Geleneksel Türk Sanatları yerine Türk-İslâm Sanatları olarak ifade etmemiz daha doğru. Bizlere okulda sanat tarihi eğitimi verdikleri için sanatımızda ki gelişimi daha iyi izleyebiliyorsunuz. Türk sanatı İslâm Sanatı içinde yer alınca hem yön vermiş hemde kendi karakterine uygun stil getirmiştir. Ebru, Tezhip, Minyatür, Taş işçiliği, dokuma sanatı ve bir sanat dalında milletimiz hem kabul ettiği inancı hemde köklerinin izlerini katmıştır. Okulda geleneksel sanatların kitabi ve uygulayabileceğimiz kısmı ile bazı Çalışmalar yaptık. Mezuniyet tezim Kocael'i'de bulunan iki caminin kapı ve minberi üzerine sanat tarihi ve uygulama Çalışmaları idi. Tabi ki bunlar aldığım eğitimin bir parçasıydı. Okulum dışında Ankara Büyükşehir Belediyesi'nin ve Kültür Bakanlığı'nın kurslarında tezhip derslerine katıldım. Ebru'da malzeme hazırlama öğretilmese de elimize fırça almayı başardık. Olay o kadar ilerledi ki Hüsn-i Hat derslerine devam ettim. Fuat BAŞAR hocanın öğrencisi Hattat Doğan ÇİLİNGİR ile okul bitimine kadar Çalıştım. Rahmetli hocam teşvik için mi bilmem ama kabiliyetimin olduğunu söylerdi. Uğraştığım her şeyi sevdiğim için hayatımdan Çok memnumdum.
Okul bitince neler oldu?
Ankara'da eğitim günleri 2000 yılında bitti. Artık yaşadığım şehre dönmek burada bir şeylere başlamam gerekiyordu. Okulda iken tatillerde Doğan ÇİLİNGİR Hocanın yönlendirmesi ile Fuat BAŞAR hocaya birkaç defa gelmiştim. Bu nedenle tanıdığım ve aklımda ki tek isme geldim. Amacım hat dersi almaktı. O sırada Fuat Hoca bir gruba yeni Ebru dersleri vermeye başlamıştı. Böylece İstanbul günleri başladı. Haftada bir gün derken iki, üç gün İzmit - İstanbul arası yolculuk başladı.

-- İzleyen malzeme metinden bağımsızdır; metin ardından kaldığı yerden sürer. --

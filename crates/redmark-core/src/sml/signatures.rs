//! Canonical signatures for workbook comparison: every indirection
//! (shared strings, style indices, relationship targets) is resolved
//! before diffing, so the diff engine only ever compares values and
//! hashes.

use crate::hash::sha256_hex_str;
use crate::lcs::Hashable;
use serde::{Deserialize, Serialize};
use std::collections::{BTreeMap, BTreeSet};

/// Fully expanded cell formatting; style indices never escape the
/// canonicalizer.
#[derive(Debug, Clone, PartialEq, Serialize, Deserialize)]
pub struct CellFormatSignature {
    pub number_format: Option<String>,

    pub bold: bool,
    pub italic: bool,
    pub underline: bool,
    pub strikethrough: bool,
    pub font_name: Option<String>,
    pub font_size: Option<f64>,
    pub font_color: Option<String>,

    pub fill_pattern: Option<String>,
    pub fill_foreground: Option<String>,
    pub fill_background: Option<String>,

    pub border_left_style: Option<String>,
    pub border_left_color: Option<String>,
    pub border_right_style: Option<String>,
    pub border_right_color: Option<String>,
    pub border_top_style: Option<String>,
    pub border_top_color: Option<String>,
    pub border_bottom_style: Option<String>,
    pub border_bottom_color: Option<String>,

    pub horizontal_alignment: Option<String>,
    pub vertical_alignment: Option<String>,
    pub wrap_text: bool,
    pub indent: Option<u32>,
}

impl CellFormatSignature {
    /// The workbook-default format an unstyled cell resolves to.
    pub fn standard() -> Self {
        Self {
            number_format: Some("General".to_string()),
            bold: false,
            italic: false,
            underline: false,
            strikethrough: false,
            font_name: Some("Calibri".to_string()),
            font_size: Some(11.0),
            font_color: None,
            fill_pattern: None,
            fill_foreground: None,
            fill_background: None,
            border_left_style: None,
            border_left_color: None,
            border_right_style: None,
            border_right_color: None,
            border_top_style: None,
            border_top_color: None,
            border_bottom_style: None,
            border_bottom_color: None,
            horizontal_alignment: Some("general".to_string()),
            vertical_alignment: Some("bottom".to_string()),
            wrap_text: false,
            indent: None,
        }
    }

    /// Human-readable summary of what differs from `older`; used in
    /// markup comments and the summary sheet.
    pub fn describe_difference(&self, older: &CellFormatSignature) -> String {
        if self == older {
            return "no difference".to_string();
        }

        let mut parts = Vec::new();
        if self.number_format != older.number_format {
            parts.push(format!(
                "number format '{}' -> '{}'",
                older.number_format.as_deref().unwrap_or(""),
                self.number_format.as_deref().unwrap_or("")
            ));
        }
        if self.bold != older.bold {
            parts.push(if self.bold { "bold added" } else { "bold removed" }.to_string());
        }
        if self.italic != older.italic {
            parts.push(if self.italic { "italic added" } else { "italic removed" }.to_string());
        }
        if self.underline != older.underline {
            parts.push(
                if self.underline {
                    "underline added"
                } else {
                    "underline removed"
                }
                .to_string(),
            );
        }
        if self.font_name != older.font_name {
            parts.push(format!(
                "font '{}' -> '{}'",
                older.font_name.as_deref().unwrap_or(""),
                self.font_name.as_deref().unwrap_or("")
            ));
        }
        if self.font_size != older.font_size {
            parts.push("font size changed".to_string());
        }
        if self.font_color != older.font_color {
            parts.push("font color changed".to_string());
        }
        if self.fill_foreground != older.fill_foreground
            || self.fill_pattern != older.fill_pattern
        {
            parts.push("fill changed".to_string());
        }
        if self.horizontal_alignment != older.horizontal_alignment
            || self.vertical_alignment != older.vertical_alignment
        {
            parts.push("alignment changed".to_string());
        }
        if self.wrap_text != older.wrap_text {
            parts.push("wrap changed".to_string());
        }

        if parts.is_empty() {
            "formatting changed".to_string()
        } else {
            parts.join("; ")
        }
    }
}

#[derive(Debug, Clone, Serialize, Deserialize)]
pub struct CellSignature {
    pub address: String,
    pub row: u32,
    pub column: u32,
    /// Shared strings already expanded.
    pub value: Option<String>,
    pub formula: Option<String>,
    pub content_hash: String,
    pub format: CellFormatSignature,
}

impl CellSignature {
    pub fn content_hash_for(value: Option<&str>, formula: Option<&str>) -> String {
        sha256_hex_str(&format!(
            "{}|{}",
            value.unwrap_or(""),
            formula.unwrap_or("")
        ))
    }

    pub fn is_empty(&self) -> bool {
        self.value.as_deref().unwrap_or("").is_empty()
            && self.formula.as_deref().unwrap_or("").is_empty()
    }
}

#[derive(Debug, Clone, Serialize, Deserialize)]
pub struct CommentSignature {
    pub address: String,
    pub author: String,
    pub text: String,
}

#[derive(Debug, Clone, PartialEq, Eq, Serialize, Deserialize)]
pub struct DataValidationSignature {
    pub range: String,
    pub validation_type: String,
    pub operator: Option<String>,
    pub formula1: Option<String>,
    pub formula2: Option<String>,
}

impl DataValidationSignature {
    /// Equality hash over (range, type, operator, formula1, formula2).
    pub fn content_hash(&self) -> String {
        sha256_hex_str(&format!(
            "{}|{}|{}|{}|{}",
            self.range,
            self.validation_type,
            self.operator.as_deref().unwrap_or(""),
            self.formula1.as_deref().unwrap_or(""),
            self.formula2.as_deref().unwrap_or("")
        ))
    }

    pub fn describe(&self) -> String {
        let mut parts = vec![format!("type {}", self.validation_type)];
        if let Some(op) = &self.operator {
            parts.push(format!("operator {op}"));
        }
        if let Some(f1) = &self.formula1 {
            parts.push(format!("formula1 {f1}"));
        }
        if let Some(f2) = &self.formula2 {
            parts.push(format!("formula2 {f2}"));
        }
        parts.join(", ")
    }
}

#[derive(Debug, Clone, PartialEq, Eq, Serialize, Deserialize)]
pub struct HyperlinkSignature {
    pub address: String,
    pub target: String,
    pub display: Option<String>,
}

#[derive(Debug, Clone, PartialEq, Eq, Serialize, Deserialize)]
pub struct ConditionalFormatSignature {
    pub range: String,
    pub rules_hash: String,
}

/// One row's identity for LCS alignment: the hash of its cell content
/// hashes in column order.
#[derive(Debug, Clone)]
pub struct RowKey {
    pub row: u32,
    pub hash: String,
}

impl Hashable for RowKey {
    fn key(&self) -> &str {
        &self.hash
    }
}

#[derive(Debug, Clone, Default)]
pub struct WorksheetSignature {
    pub name: String,
    pub part_uri: String,
    pub cells: BTreeMap<String, CellSignature>,
    pub populated_rows: BTreeSet<u32>,
    pub populated_columns: BTreeSet<u32>,
    pub row_hashes: BTreeMap<u32, String>,
    pub column_hashes: BTreeMap<u32, String>,
    pub comments: BTreeMap<String, CommentSignature>,
    pub data_validations: Vec<DataValidationSignature>,
    pub merged_ranges: BTreeSet<String>,
    pub hyperlinks: BTreeMap<String, HyperlinkSignature>,
    pub conditional_formats: Vec<ConditionalFormatSignature>,
}

impl WorksheetSignature {
    pub fn new(name: &str, part_uri: &str) -> Self {
        Self {
            name: name.to_string(),
            part_uri: part_uri.to_string(),
            ..Self::default()
        }
    }

    pub fn cells_in_row(&self, row: u32) -> Vec<&CellSignature> {
        let mut cells: Vec<&CellSignature> =
            self.cells.values().filter(|c| c.row == row).collect();
        cells.sort_by_key(|c| c.column);
        cells
    }

    /// Content hash over every cell's address and resolved value; used
    /// for rename detection.
    pub fn content_hash(&self) -> String {
        let mut cells: Vec<&CellSignature> = self.cells.values().collect();
        cells.sort_by_key(|c| (c.row, c.column));

        let mut content = String::new();
        for cell in cells {
            content.push_str(&cell.address);
            content.push(':');
            content.push_str(cell.value.as_deref().unwrap_or(""));
            content.push('|');
        }
        sha256_hex_str(&content)
    }

    /// Row keys in row order, for row-level LCS.
    pub fn row_keys(&self) -> Vec<RowKey> {
        self.populated_rows
            .iter()
            .map(|&row| RowKey {
                row,
                hash: self.row_hashes.get(&row).cloned().unwrap_or_default(),
            })
            .collect()
    }
}

#[derive(Debug, Clone, Default)]
pub struct WorkbookSignature {
    /// Sheets in workbook order.
    pub sheets: Vec<WorksheetSignature>,
    pub defined_names: BTreeMap<String, String>,
}

impl WorkbookSignature {
    pub fn sheet(&self, name: &str) -> Option<&WorksheetSignature> {
        self.sheets.iter().find(|s| s.name == name)
    }

    pub fn sheet_names(&self) -> Vec<&str> {
        self.sheets.iter().map(|s| s.name.as_str()).collect()
    }
}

Çocuk iken Ebru belgeselini izlediğim Mustafa DÜZGÜNMAN hocanın öğrencisinden ders almak benim için ulaşılmaz iken artık gerçek oluyordu. Fuat Hoca kendine has uslübuyla ders veriyordu. Bir arkadaşımız dersleri videoya alıyordu. Ders ortamı bilgi açısından Çok doyurucu idi. Hocamız o güne kadar ebru konusunda birikimini, araya fıkralar ve hocaları ile olan hatıralarını anlatırdı.
Bu arada Topkapı Müzesi Nakışhanesi'nde Tezhip dersi almaya başladım. Yoğunluk artınca hat derslerim maalesef kaldı. Topkapı Sarayı'nda Semih İRTEŞ ve Mamure ÖZ'den ders aldım. Sonra Yıldız Sarayı Şale Köşkü'nde Cahide KESKİNER, Semih İRTEŞ, Zehra ÇEKİN, Sabiha KOç tezhip derslerine devam ettim. Semih İRETŞ hocamız Türk süsleme sanatının inceliklerini, prensiplerini her yönüyle bizlere anlatarak Çok önemli kapılar açtı. Sanatımızı anlamamız, kendimize bir yön Çizmemizi sağladı. Cahide KESKİNER hoca ise günümüz Türk sanatının en önemli temsilcisi ve duayeni olarak sanatımızın sanatçımızın nasıl bir duruş sergilemesi gerektiğini şahsında görmemizi sağladı.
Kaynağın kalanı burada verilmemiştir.